There will be many challenges ahead for the Christian-dominated South Sudan as the region concludes seven days of voting for a divided or united country, a World Vision adviser said.
World Vision Policy Adviser Jesse Eaves returned from the southern region of Sudan Wednesday. He reported having caught the "hope bug" after observing the elections and making preparations for the future.
"One I thing I found was that [everyone was] overwhelmingly hopeful; no matter what the result of the referendum everyone was very excited to get the chance to choose their future," he shared.
The historic referendum concludes Saturday. The African country has far surpassed the required 60 percent voter participation to make the results valid. American officials have heralded the referendum as a display of progress.
Though there has been some violence, former U.S. President Jimmy Carter, whose organization is monitoring the referendum in Juba, said of the proceedings, "There are almost uniform reports that it's been a calm, peaceful process."
Sudan's past is burdened by two decades of war over land ownership, oil entitlements and control between the Muslim dominated north and the Christian and animist south. Religious as well as ethnic and economic conflict has claimed the lives of over 2 million southerners and wiped out an estimated 500 churches. It has also displaced an additional 4 million people.
The enactment of 2005 Comprehensive Peace Agreement ended two decades of civil war between the polarized population and paved the way for this week's vote.
The referendum, which began Sunday, is a vote in which the people of South Sudan will decide whether or not they want to secede and form a new country. For many, separation means a chance for prolonged peace.
The implications of the vote, Eaves explained, are enormous. "It comes down to whether or not a new country will be formed at the end of this process," he said.
Before the region can triumph as a new nation of religious freedom and liberty, Eaves asserted that South Sudan would need to take the necessary nation-building steps. Those steps include building a government and developing a safe, livable country. This will likely be a challenge for the undeveloped, poverty-stricken south.
"The implications are that you would have to not only create a whole new government but to have to build up the infrastructure within South Sudan and you have to take on all of the burdens that come with running a country that is still very poor," he advised.

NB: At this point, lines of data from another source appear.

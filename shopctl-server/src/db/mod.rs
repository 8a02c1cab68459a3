//! Database layer - connection pool and repositories
//!
//! # Design Principles
//!
//! - One shared PgPool, no Arc<Mutex<Connection>>
//! - Catalog listing uses a single JOIN query
//! - Every store call runs under a deadline
//! - Multi-step balance changes run in one transaction (see `ledger`)

pub mod error;
pub mod pool;
pub mod repos;

pub use error::DbError;
pub use pool::{create_pool, with_timeout, StoreConfig};
pub use repos::*;
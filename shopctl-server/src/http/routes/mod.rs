//! Route handlers organized by resource

pub mod health;
pub mod products;
pub mod transfers;
pub mod users;
//! PostgreSQL ledger backed by the `users` table

use async_trait::async_trait;
use rust_decimal::Decimal;
use sqlx::{PgPool, Postgres, Transaction};

use super::{Ledger, LedgerScope};
use crate::db::DbError;
use crate::models::AccountId;

const DEBIT: &str = "UPDATE users SET balance = balance - $1 WHERE id = $2";
const CREDIT: &str = "UPDATE users SET balance = balance + $1 WHERE id = $2";
const BALANCE: &str = "SELECT balance FROM users WHERE id = $1";

/// Ledger over a shared connection pool
#[derive(Debug, Clone)]
pub struct PgLedger {
    pool: PgPool,
}

impl PgLedger {
    pub fn new(pool: PgPool) -> Self {
        Self { pool }
    }
}

/// Open sqlx transaction.
///
/// Dropping it without commit rolls back when the connection returns to
/// the pool.
pub struct PgLedgerScope {
    tx: Transaction<'static, Postgres>,
}

impl PgLedgerScope {
    async fn adjust(
        &mut self,
        statement: &'static str,
        account: AccountId,
        amount: Decimal,
    ) -> Result<(), DbError> {
        let result = sqlx::query(statement)
            .bind(amount)
            .bind(account)
            .execute(&mut *self.tx)
            .await?;

        if result.rows_affected() == 0 {
            return Err(DbError::not_found("account", account));
        }
        Ok(())
    }
}

#[async_trait]
impl Ledger for PgLedger {
    type Scope = PgLedgerScope;

    async fn begin(&self) -> Result<PgLedgerScope, DbError> {
        let tx = self.pool.begin().await?;
        Ok(PgLedgerScope { tx })
    }
}

#[async_trait]
impl LedgerScope for PgLedgerScope {
    async fn debit(&mut self, account: AccountId, amount: Decimal) -> Result<(), DbError> {
        self.adjust(DEBIT, account, amount).await
    }

    async fn credit(&mut self, account: AccountId, amount: Decimal) -> Result<(), DbError> {
        self.adjust(CREDIT, account, amount).await
    }

    async fn balance(&mut self, account: AccountId) -> Result<Decimal, DbError> {
        sqlx::query_scalar::<_, Decimal>(BALANCE)
            .bind(account)
            .fetch_optional(&mut *self.tx)
            .await?
            .ok_or_else(|| DbError::not_found("account", account))
    }

    async fn commit(self) -> Result<(), DbError> {
        Ok(self.tx.commit().await?)
    }

    async fn rollback(self) -> Result<(), DbError> {
        Ok(self.tx.rollback().await?)
    }
}
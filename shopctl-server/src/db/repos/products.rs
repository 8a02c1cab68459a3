//! Product repository
//!
//! Executes the composed catalog query. Arguments are bound in the order
//! the composer produced them; nothing is formatted into the SQL here.

use sqlx::PgPool;

use super::DbError;
use crate::models::{FilterSpec, Product};
use crate::query::{compose_products_query, SqlArg};

/// Product repository
pub struct ProductRepo<'a> {
    pool: &'a PgPool,
}

impl<'a> ProductRepo<'a> {
    pub fn new(pool: &'a PgPool) -> Self {
        Self { pool }
    }

    /// Search the catalog with optional category/price filters.
    pub async fn search(&self, spec: &FilterSpec) -> Result<Vec<Product>, DbError> {
        let built = compose_products_query(spec);

        let mut query = sqlx::query_as::<_, Product>(built.sql());
        for arg in built.args() {
            query = match arg {
                SqlArg::Text(value) => query.bind(value.as_str()),
                SqlArg::Int(value) => query.bind(*value),
            };
        }

        Ok(query.fetch_all(self.pool).await?)
    }
}
//! Accounts and balance transfers

use once_cell::sync::Lazy;
use regex::Regex;
use rust_decimal::Decimal;
use serde::{Deserialize, Serialize};
use sqlx::FromRow;

use super::ValidationError;

/// Primary key of the `users` table
pub type AccountId = i64;

/// Maximum length for account holder names
const MAX_NAME_LEN: usize = 128;

/// Maximum length for email addresses
const MAX_EMAIL_LEN: usize = 254;

/// Decimal places stored by `users.balance` (`NUMERIC(18, 2)`)
const MONEY_SCALE: u32 = 2;

/// Loose shape check: one `@`, no whitespace, a dot in the domain.
static EMAIL_RE: Lazy<Regex> = Lazy::new(|| {
    Regex::new(r"^[^@\s]+@[^@\s]+\.[^@\s]+$").expect("invalid email regex")
});

/// Account record from database
#[derive(Debug, Clone, PartialEq, FromRow, Serialize)]
pub struct Account {
    pub id: AccountId,
    pub name: String,
    pub email: String,
    pub balance: Decimal,
}

/// Validated input for creating an account
#[derive(Debug, Clone, PartialEq)]
pub struct NewAccount {
    name: String,
    email: String,
    balance: Decimal,
}

impl NewAccount {
    /// Validate a new account.
    ///
    /// # Rules
    /// - Name is trimmed and must be non-empty, max 128 characters
    /// - Email must look like `local@domain.tld`
    /// - Opening balance defaults to zero, may not be negative and has at most two
    ///   decimal places
    pub fn new(
        name: &str,
        email: &str,
        balance: Option<Decimal>,
    ) -> Result<Self, ValidationError> {
        let name = name.trim();
        if name.is_empty() {
            return Err(ValidationError::Empty { field: "name" });
        }
        if name.chars().count() > MAX_NAME_LEN {
            return Err(ValidationError::TooLong {
                field: "name",
                max: MAX_NAME_LEN,
            });
        }

        let email = email.trim();
        if email.is_empty() {
            return Err(ValidationError::Empty { field: "email" });
        }
        if email.len() > MAX_EMAIL_LEN {
            return Err(ValidationError::TooLong {
                field: "email",
                max: MAX_EMAIL_LEN,
            });
        }
        if !EMAIL_RE.is_match(email) {
            return Err(ValidationError::InvalidFormat {
                field: "email",
                reason: "must look like name@example.com",
            });
        }

        let balance = balance.unwrap_or(Decimal::ZERO);
        if balance < Decimal::ZERO {
            return Err(ValidationError::InvalidFormat {
                field: "balance",
                reason: "opening balance cannot be negative",
            });
        }
        check_money_scale("balance", balance)?;

        Ok(Self {
            name: name.to_owned(),
            email: email.to_owned(),
            balance,
        })
    }

    pub fn name(&self) -> &str {
        &self.name
    }

    pub fn email(&self) -> &str {
        &self.email
    }

    pub fn balance(&self) -> Decimal {
        self.balance
    }
}

/// Reject amounts the store would round. Trailing zeros are ignored.
fn check_money_scale(field: &'static str, value: Decimal) -> Result<(), ValidationError> {
    if value.normalize().scale() > MONEY_SCALE {
        return Err(ValidationError::InvalidFormat {
            field,
            reason: "at most 2 decimal places",
        });
    }
    Ok(())
}

/// Parse an account id strictly: it must be a positive integer.
///
/// Unlike catalog filters, a bad id is an error rather than ignored.
pub fn parse_account_id(raw: Option<&str>) -> Result<AccountId, ValidationError> {
    let raw = raw.map(str::trim).unwrap_or_default();
    if raw.is_empty() {
        return Err(ValidationError::Empty { field: "id" });
    }

    let id: AccountId = raw.parse().map_err(|_| ValidationError::InvalidFormat {
        field: "id",
        reason: "must be an integer",
    })?;
    if id <= 0 {
        return Err(ValidationError::NotPositive { field: "id" });
    }

    Ok(id)
}

/// A single balance movement between two accounts.
///
/// Lives for one request: executed once, then dropped.
#[derive(Debug, Clone, Copy, PartialEq, Eq)]
pub struct Transfer {
    pub from: AccountId,
    pub to: AccountId,
    pub amount: Decimal,
}

impl Transfer {
    /// Build a transfer without checking the amount.
    ///
    /// The executor accepts any amount; only the post-transfer balance
    /// check can reject it.
    pub fn new(from: AccountId, to: AccountId, amount: Decimal) -> Self {
        Self { from, to, amount }
    }

    /// Build a transfer, rejecting zero and negative amounts and amounts
    /// finer than the stored balance precision.
    pub fn checked(
        from: AccountId,
        to: AccountId,
        amount: Decimal,
    ) -> Result<Self, ValidationError> {
        if amount <= Decimal::ZERO {
            return Err(ValidationError::NotPositive { field: "amount" });
        }
        check_money_scale("amount", amount)?;
        Ok(Self::new(from, to, amount))
    }
}

/// Outcome of a committed transfer
#[derive(Debug, Clone, PartialEq, Eq, Serialize, Deserialize)]
pub struct TransferReceipt {
    pub from: AccountId,
    pub to: AccountId,
    pub amount: Decimal,
    /// Source balance as read inside the transaction, after both updates
    pub from_balance: Decimal,
}

#[cfg(test)]
mod tests {
    use super::*;

    #[test]
    fn valid_account() {
        let acc = NewAccount::new(" Alice ", "alice@example.com", Some(Decimal::from(100))).unwrap();
        assert_eq!(acc.name(), "Alice");
        assert_eq!(acc.email(), "alice@example.com");
        assert_eq!(acc.balance(), Decimal::from(100));
    }

    #[test]
    fn balance_defaults_to_zero() {
        let acc = NewAccount::new("Bob", "bob@example.com", None).unwrap();
        assert_eq!(acc.balance(), Decimal::ZERO);
    }

    #[test]
    fn rejects_empty_name() {
        let err = NewAccount::new("  ", "a@b.io", None).unwrap_err();
        assert_eq!(err, ValidationError::Empty { field: "name" });
    }

    #[test]
    fn rejects_bad_email() {
        for email in ["alice", "alice@", "al ice@example.com", "a@b@c.io"] {
            let err = NewAccount::new("Alice", email, None).unwrap_err();
            assert!(
                matches!(err, ValidationError::InvalidFormat { field: "email", .. }),
                "{email} should be rejected"
            );
        }
    }

    #[test]
    fn rejects_negative_opening_balance() {
        let err = NewAccount::new("Alice", "a@b.io", Some(Decimal::from(-1))).unwrap_err();
        assert!(matches!(err, ValidationError::InvalidFormat { field: "balance", .. }));
    }

    #[test]
    fn account_id_is_strict() {
        assert_eq!(parse_account_id(Some("42")), Ok(42));
        assert_eq!(parse_account_id(Some(" 7 ")), Ok(7));
        assert_eq!(
            parse_account_id(None),
            Err(ValidationError::Empty { field: "id" })
        );
        assert_eq!(
            parse_account_id(Some("0")),
            Err(ValidationError::NotPositive { field: "id" })
        );
        assert!(matches!(
            parse_account_id(Some("abc")),
            Err(ValidationError::InvalidFormat { field: "id", .. })
        ));
    }

    #[test]
    fn checked_transfer_rejects_non_positive() {
        assert!(Transfer::checked(1, 2, Decimal::ZERO).is_err());
        assert!(Transfer::checked(1, 2, Decimal::from(-5)).is_err());
        assert!(Transfer::checked(1, 1, Decimal::from(5)).is_ok());
    }

    #[test]
    fn checked_transfer_rejects_sub_cent_amounts() {
        let err = Transfer::checked(1, 2, Decimal::new(5, 3)).unwrap_err();
        assert_eq!(
            err,
            ValidationError::InvalidFormat {
                field: "amount",
                reason: "at most 2 decimal places",
            }
        );
        assert!(Transfer::checked(1, 2, Decimal::new(10_001, 3)).is_err());

        // 0.01 and 1.500 (trailing zero) are representable
        assert!(Transfer::checked(1, 2, Decimal::new(1, 2)).is_ok());
        assert!(Transfer::checked(1, 2, Decimal::new(1_500, 3)).is_ok());
    }

    #[test]
    fn rejects_sub_cent_opening_balance() {
        let err = NewAccount::new("Alice", "a@b.io", Some(Decimal::new(1_005, 3))).unwrap_err();
        assert!(matches!(err, ValidationError::InvalidFormat { field: "balance", .. }));

        let acc = NewAccount::new("Alice", "a@b.io", Some(Decimal::new(1_050, 3))).unwrap();
        assert_eq!(acc.balance(), Decimal::new(105, 2));
    }

    #[test]
    fn unchecked_transfer_keeps_amount() {
        let t = Transfer::new(1, 2, Decimal::from(-5));
        assert_eq!(t.amount, Decimal::from(-5));
    }
}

South Sudan is said to be 239,285 square miles with between 11 to 13 million people. "We're talking about an area that's larger than the size of Texas, but there's only a few dozen miles of paved roads," said Eaves.
As late as 2004 there were communities of displaced people where many lived in plastic sheets. As of 2009, the country struggled with access to clean water. Specifically in South Sudan, only 30 percent of rural dwellers have access to safe drinking water, according to World Vision.

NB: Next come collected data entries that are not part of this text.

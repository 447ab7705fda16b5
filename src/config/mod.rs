//! Configuration module for the Taskforge backend.
//!
//! All configuration is loaded from environment variables with sensible defaults.

use std::env;
use std::net::SocketAddr;
use std::path::PathBuf;

use crate::errors::AppError;

/// Errors raised while reading configuration from the environment.
#[derive(Debug, thiserror::Error)]
pub enum ConfigError {
    #[error("invalid value {value:?} for {key}")]
    Invalid { key: &'static str, value: String },
}

/// How a failed ownership check is reported to the caller.
///
/// Lookups and authorization are separate steps; this is the single place
/// that decides whether "exists but not yours" looks like a 404 or a 403.
#[derive(Debug, Clone, Copy, PartialEq, Eq)]
pub enum OwnershipPolicy {
    /// Report as not found, hiding that the entity exists.
    Conceal,
    /// Report as forbidden.
    Reveal,
}

impl OwnershipPolicy {
    /// Build the error for an entity the caller may not act on.
    pub fn deny(self, entity: &str, id: &str) -> AppError {
        match self {
            OwnershipPolicy::Conceal => AppError::NotFound(format!("{} {} not found", entity, id)),
            OwnershipPolicy::Reveal => AppError::Forbidden(format!(
                "You do not have permission to modify {} {}",
                entity.to_lowercase(),
                id
            )),
        }
    }
}

/// Log output format.
#[derive(Debug, Clone, Copy, PartialEq, Eq)]
pub enum LogFormat {
    Pretty,
    Json,
}

/// Application configuration loaded from environment variables.
#[derive(Debug, Clone)]
pub struct Config {
    /// Path to SQLite database file
    pub db_path: PathBuf,
    /// Address to bind the server to
    pub bind_addr: SocketAddr,
    /// Log level (trace, debug, info, warn, error)
    pub log_level: String,
    pub log_format: LogFormat,
    /// HMAC secret for access tokens; a random one is generated when unset
    pub jwt_secret: Option<String>,
    pub token_ttl_hours: i64,
    /// Lifetime of an email verification code
    pub verification_ttl_minutes: i64,
    /// Sender address for outbound mail
    pub mail_from: String,
    pub ownership_policy: OwnershipPolicy,
}

impl Default for Config {
    fn default() -> Self {
        Self {
            db_path: PathBuf::from("./data/app.sqlite"),
            bind_addr: SocketAddr::from(([127, 0, 0, 1], 8080)),
            log_level: "info".to_string(),
            log_format: LogFormat::Pretty,
            jwt_secret: None,
            token_ttl_hours: 24,
            verification_ttl_minutes: 10,
            mail_from: "no-reply@localhost".to_string(),
            ownership_policy: OwnershipPolicy::Conceal,
        }
    }
}

impl Config {
    /// Load configuration from environment variables.
    pub fn from_env() -> Result<Self, ConfigError> {
        dotenvy::dotenv().ok();

        let defaults = Self::default();

        let db_path = env::var("PM_DB_PATH")
            .map(PathBuf::from)
            .unwrap_or(defaults.db_path);

        let bind_addr = match env::var("PM_BIND_ADDR") {
            Ok(value) => value.parse().map_err(|_| ConfigError::Invalid {
                key: "PM_BIND_ADDR",
                value,
            })?,
            Err(_) => defaults.bind_addr,
        };

        let log_level = env::var("PM_LOG_LEVEL").unwrap_or(defaults.log_level);

        let log_format = match env::var("PM_LOG_FORMAT").as_deref() {
            Ok("json") => LogFormat::Json,
            Ok("pretty") | Err(_) => LogFormat::Pretty,
            Ok(other) => {
                return Err(ConfigError::Invalid {
                    key: "PM_LOG_FORMAT",
                    value: other.to_string(),
                })
            }
        };

        let jwt_secret = env::var("PM_JWT_SECRET").ok().filter(|s| !s.is_empty());
        let token_ttl_hours = parse_positive("PM_TOKEN_TTL_HOURS", defaults.token_ttl_hours)?;
        let verification_ttl_minutes = parse_positive(
            "PM_VERIFICATION_TTL_MINUTES",
            defaults.verification_ttl_minutes,
        )?;
        let mail_from = env::var("PM_MAIL_FROM").unwrap_or(defaults.mail_from);

        let ownership_policy = match env::var("PM_CONCEAL_FORBIDDEN").as_deref() {
            Ok("true") | Ok("1") | Err(_) => OwnershipPolicy::Conceal,
            Ok("false") | Ok("0") => OwnershipPolicy::Reveal,
            Ok(other) => {
                return Err(ConfigError::Invalid {
                    key: "PM_CONCEAL_FORBIDDEN",
                    value: other.to_string(),
                })
            }
        };

        Ok(Self {
            db_path,
            bind_addr,
            log_level,
            log_format,
            jwt_secret,
            token_ttl_hours,
            verification_ttl_minutes,
            mail_from,
            ownership_policy,
        })
    }
}

fn parse_positive(key: &'static str, default: i64) -> Result<i64, ConfigError> {
    match env::var(key) {
        Ok(value) => match value.parse::<i64>() {
            Ok(n) if n > 0 => Ok(n),
            _ => Err(ConfigError::Invalid { key, value }),
        },
        Err(_) => Ok(default),
    }
}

And with little access to water and food, people in the region suffer serious health and hunger concerns.
Constant drought has hindered plant production leading to malnutrition. Poor water quality has led to diarrhea, malaria and other water related infections. Also, nearly 350,000 people are living with HIV and AIDS.
Eaves is also very concerned for the Sudanese children. "Children in Sudan are some of the most vulnerable children in the world," he stated. More than half of the population is under the age of 18 and one out of every seven children die before the age of five.

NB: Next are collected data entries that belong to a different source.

use chrono::{DateTime, Utc};
use sqlx::{Row, SqliteConnection};

use super::repository::{conflict_on_busy, fetch_task, metrics_from_row, not_found, Repository};
use crate::auth::Actor;
use crate::errors::AppError;
use crate::metrics::{self, TaskTiming};
use crate::models::{DeveloperMetrics, DeveloperRating, TaskReview, TaskStatus};

impl Repository {
    // ==================== METRICS OPERATIONS ====================

    /// The metrics record of one developer, zeroed when none exists yet.
    pub async fn get_metrics(&self, developer_id: &str) -> Result<DeveloperMetrics, AppError> {
        let row = sqlx::query(
            "SELECT developer_id, tasks_completed, tasks_reassigned, average_completion_time, total_delivery_time, total_allocated_time FROM developer_metrics WHERE developer_id = ?",
        )
        .bind(developer_id)
        .fetch_optional(&self.pool)
        .await?;

        Ok(row.as_ref().map(metrics_from_row).unwrap_or_else(|| DeveloperMetrics {
            developer_id: developer_id.to_string(),
            ..DeveloperMetrics::default()
        }))
    }

    /// Rate every developer working on the actor's projects.
    pub async fn developer_ratings(&self, actor: &Actor) -> Result<Vec<DeveloperRating>, AppError> {
        let developers = sqlx::query(
            r#"SELECT u.id, u.email, COALESCE(m.tasks_reassigned, 0) AS tasks_reassigned
            FROM users u
            LEFT JOIN developer_metrics m ON m.developer_id = u.id
            WHERE u.id IN (
                SELECT pd.developer_id FROM project_developers pd
                JOIN projects p ON p.id = pd.project_id
                WHERE p.manager_id = ?
                UNION
                SELECT td.developer_id FROM task_developers td
                JOIN tasks t ON t.id = td.task_id
                JOIN projects p ON p.id = t.project_id
                WHERE p.manager_id = ?
            )
            ORDER BY u.email"#,
        )
        .bind(&actor.user_id)
        .bind(&actor.user_id)
        .fetch_all(&self.pool)
        .await?;

        let mut ratings = Vec::with_capacity(developers.len());
        for developer in &developers {
            let developer_id: String = developer.get("id");
            let tasks_reassigned: i64 = developer.get("tasks_reassigned");

            let rows = sqlx::query(
                r#"SELECT t.status, t.start_time, t.end_time, t.manager_start_time, t.manager_end_time
                FROM tasks t
                JOIN task_developers td ON td.task_id = t.id
                JOIN projects p ON p.id = t.project_id
                WHERE td.developer_id = ? AND p.manager_id = ?"#,
            )
            .bind(&developer_id)
            .bind(&actor.user_id)
            .fetch_all(&self.pool)
            .await?;

            let timings: Vec<TaskTiming> = rows.iter().map(timing_from_row).collect();
            let summary = metrics::summarize(&timings);

            ratings.push(DeveloperRating {
                developer_id,
                developer: developer.get("email"),
                tasks_completed: summary.tasks_completed,
                average_completion_time: summary
                    .average_completion_time
                    .map(metrics::format_hours_minutes)
                    .unwrap_or_else(|| "N/A".to_string()),
                tasks_reassigned,
                average_delivery_status: summary.average_delivery_status,
                rating: metrics::rating(
                    summary.tasks_completed,
                    tasks_reassigned,
                    summary.average_delivery_status,
                ),
            });
        }

        Ok(ratings)
    }

    /// Review a completed task of an owned project and fold the result into
    /// each assignee's metrics record.
    pub async fn review_task(&self, actor: &Actor, id: &str) -> Result<TaskReview, AppError> {
        let mut tx = self.pool.begin().await?;

        let (task, manager_id) = fetch_task(&mut tx, id)
            .await?
            .ok_or_else(|| not_found("Task", id))?;
        if manager_id != actor.user_id {
            return Err(self.deny("Task", id));
        }

        let outcome = metrics::review(&TaskTiming {
            status: task.status,
            start_time: task.start_time,
            end_time: task.end_time,
            manager_start_time: task.manager_start_time,
            manager_end_time: task.manager_end_time,
        })?;

        let actual_seconds = outcome.actual.num_seconds();
        let allocated_seconds = outcome.allocated.num_seconds();

        for developer_id in &task.developer_ids {
            let previous: Option<f64> = sqlx::query_scalar(
                "SELECT average_completion_time FROM developer_metrics WHERE developer_id = ?",
            )
            .bind(developer_id)
            .fetch_optional(&mut *tx)
            .await?;
            let average =
                metrics::rolling_average(previous.unwrap_or(0.0), actual_seconds as f64);

            sqlx::query(
                r#"INSERT INTO developer_metrics
                    (developer_id, average_completion_time, total_delivery_time, total_allocated_time)
                VALUES (?, ?, ?, ?)
                ON CONFLICT(developer_id) DO UPDATE SET
                    average_completion_time = excluded.average_completion_time,
                    total_delivery_time = total_delivery_time + excluded.total_delivery_time,
                    total_allocated_time = total_allocated_time + excluded.total_allocated_time"#,
            )
            .bind(developer_id)
            .bind(average)
            .bind(actual_seconds)
            .bind(allocated_seconds)
            .execute(&mut *tx)
            .await
            .map_err(conflict_on_busy)?;
        }

        tx.commit().await.map_err(conflict_on_busy)?;

        tracing::info!(
            task_id = id,
            delivery_status = ?outcome.delivery_status,
            "task reviewed"
        );

        Ok(TaskReview {
            task_id: task.id,
            time_taken: metrics::format_days_hours_minutes(outcome.actual),
            allocated_time: metrics::format_days_hours_minutes(outcome.allocated),
            time_difference: metrics::format_days_hours_minutes(outcome.difference()),
            delivery_status: outcome.delivery_status,
            time_taken_seconds: actual_seconds,
            allocated_time_seconds: allocated_seconds,
        })
    }
}

/// Add to the lifecycle counters of every listed developer.
pub(super) async fn bump_counters(
    conn: &mut SqliteConnection,
    developer_ids: &[String],
    completed: i64,
    reassigned: i64,
) -> Result<(), AppError> {
    if completed == 0 && reassigned == 0 {
        return Ok(());
    }

    for developer_id in developer_ids {
        sqlx::query(
            r#"INSERT INTO developer_metrics (developer_id, tasks_completed, tasks_reassigned)
            VALUES (?, ?, ?)
            ON CONFLICT(developer_id) DO UPDATE SET
                tasks_completed = tasks_completed + excluded.tasks_completed,
                tasks_reassigned = tasks_reassigned + excluded.tasks_reassigned"#,
        )
        .bind(developer_id)
        .bind(completed)
        .bind(reassigned)
        .execute(&mut *conn)
        .await?;
    }
    Ok(())
}

fn timing_from_row(row: &sqlx::sqlite::SqliteRow) -> TaskTiming {
    let status: String = row.get("status");
    let start_time: Option<DateTime<Utc>> = row.get("start_time");
    let end_time: Option<DateTime<Utc>> = row.get("end_time");
    TaskTiming {
        status: TaskStatus::parse(&status).unwrap_or(TaskStatus::NotStarted),
        start_time,
        end_time,
        manager_start_time: row.get("manager_start_time"),
        manager_end_time: row.get("manager_end_time"),
    }
}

"The long-standing extreme difficulties of extreme poverty – lack of access to food and extremely dire maternal health problems – will require years of focused efforts both on the part of the government of South Sudan."
There is some hope. South Sudan is also home to 85 percent of the country's oil. In the case of a split, the oil may be a huge help.
The region also receives great support from the Americas, primarily Christians, said Eaves. World vision is actively providing food in conjunction with the World Food Program, health clinics, agricultural help and schools.
Evangelist Franklin Graham and Samaritan's Purse are conducting similar relief works. It is also working to build 419 churches to replace those that were lost, distribute 260,000 Bibles in six languages and train 10,600 believers from local churches to serve as Bible study leaders.
"International support is also going to be absolutely critical to maintaining peace," Eaves stressed.